- Your assignment
The answer must be an exact restatement of all the data.

Stored data entries
[Start of Attachment]
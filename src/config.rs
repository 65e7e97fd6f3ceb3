// Configuration save/restore functionality

use anyhow::{Context, Result};
use serde::{Deserialize, Serialize};
use std::fs;
use std::path::PathBuf;

const CONFIG_DIR: &str = "wirewatch";
const CONFIG_FILE: &str = "config.json";

/// Persisted user defaults. Command-line arguments always win over these.
#[derive(Debug, Clone, Default, Serialize, Deserialize)]
pub struct Config {
    /// Default interface to monitor
    #[serde(default)]
    pub interface: Option<String>,

    /// Default aggregation interval in milliseconds
    #[serde(default)]
    pub interval_ms: Option<u64>,
}

impl Config {
    /// Get the config file path
    pub fn config_path() -> Result<PathBuf> {
        let base = dirs::config_dir().context("could not determine user config directory")?;
        let config_dir = base.join(CONFIG_DIR);

        fs::create_dir_all(&config_dir)
            .with_context(|| format!("failed to create config directory: {:?}", config_dir))?;

        Ok(config_dir.join(CONFIG_FILE))
    }

    /// Load configuration from disk
    pub fn load() -> Result<Self> {
        let path = Self::config_path()?;

        if !path.exists() {
            log::debug!("config file not found, using defaults");
            return Ok(Config::default());
        }

        let contents = fs::read_to_string(&path)
            .with_context(|| format!("failed to read config file: {:?}", path))?;

        let config: Config =
            serde_json::from_str(&contents).context("failed to parse config file")?;

        log::info!("loaded configuration from {:?}", path);
        Ok(config)
    }

    /// Save configuration to disk
    pub fn save(&self) -> Result<()> {
        let path = Self::config_path()?;

        let contents = serde_json::to_string_pretty(self).context("failed to serialize config")?;

        fs::write(&path, contents)
            .with_context(|| format!("failed to write config file: {:?}", path))?;

        log::info!("saved configuration to {:?}", path);
        Ok(())
    }
}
[End of Attachment]
- Solution below
filename src/config.rs
repository 65e7e97fd6f3ceb3
// Configuration save/restore functionality

use anyhow::{Context, Result};
use serde::{Deserialize, Serialize};
use std::fs;
use std::path::PathBuf;

const CONFIG_DIR: &str = "wirewatch";
const CONFIG_FILE: &str = "config.json";

/// Persisted user defaults. Command-line arguments always win over these.
#[derive(Debug, Clone, Default, Serialize, Deserialize)]
pub struct Config {
    /// Default interface to monitor
    #[serde(default)]
    pub interface: Option<String>,

    /// Default aggregation interval in milliseconds
    #[serde(default)]
    pub interval_ms: Option<u64>,
}

impl Config {
    /// Get the config file path
    pub fn config_path() -> Result<PathBuf> {
        let base = dirs::config_dir().context("could not determine user config directory")?;
        let config_dir = base.join(CONFIG_DIR);

        fs::create_dir_all(&config_dir)
            .with_context(|| format!("failed to create config directory: {:?}", config_dir))?;

        Ok(config_dir.join(CONFIG_FILE))
    }

    /// Load configuration from disk
    pub fn load() -> Result<Self> {
        let path = Self::config_path()?;

        if !path.exists() {
            log::debug!("config file not found, using defaults");
            return Ok(Config::default());
        }

        let contents = fs::read_to_string(&path)
            .with_context(|| format!("failed to read config file: {:?}", path))?;

        let config: Config =
            serde_json::from_str(&contents).context("failed to parse config file")?;

        log::info!("loaded configuration from {:?}", path);
        Ok(config)
    }

    /// Save configuration to disk
    pub fn save(&self) -> Result<()> {
        let path = Self::config_path()?;

        let contents = serde_json::to_string_pretty(self).context("failed to serialize config")?;

        fs::write(&path, contents)
            .with_context(|| format!("failed to write config file: {:?}", path))?;

        log::info!("saved configuration to {:?}", path);
        Ok(())
    }
}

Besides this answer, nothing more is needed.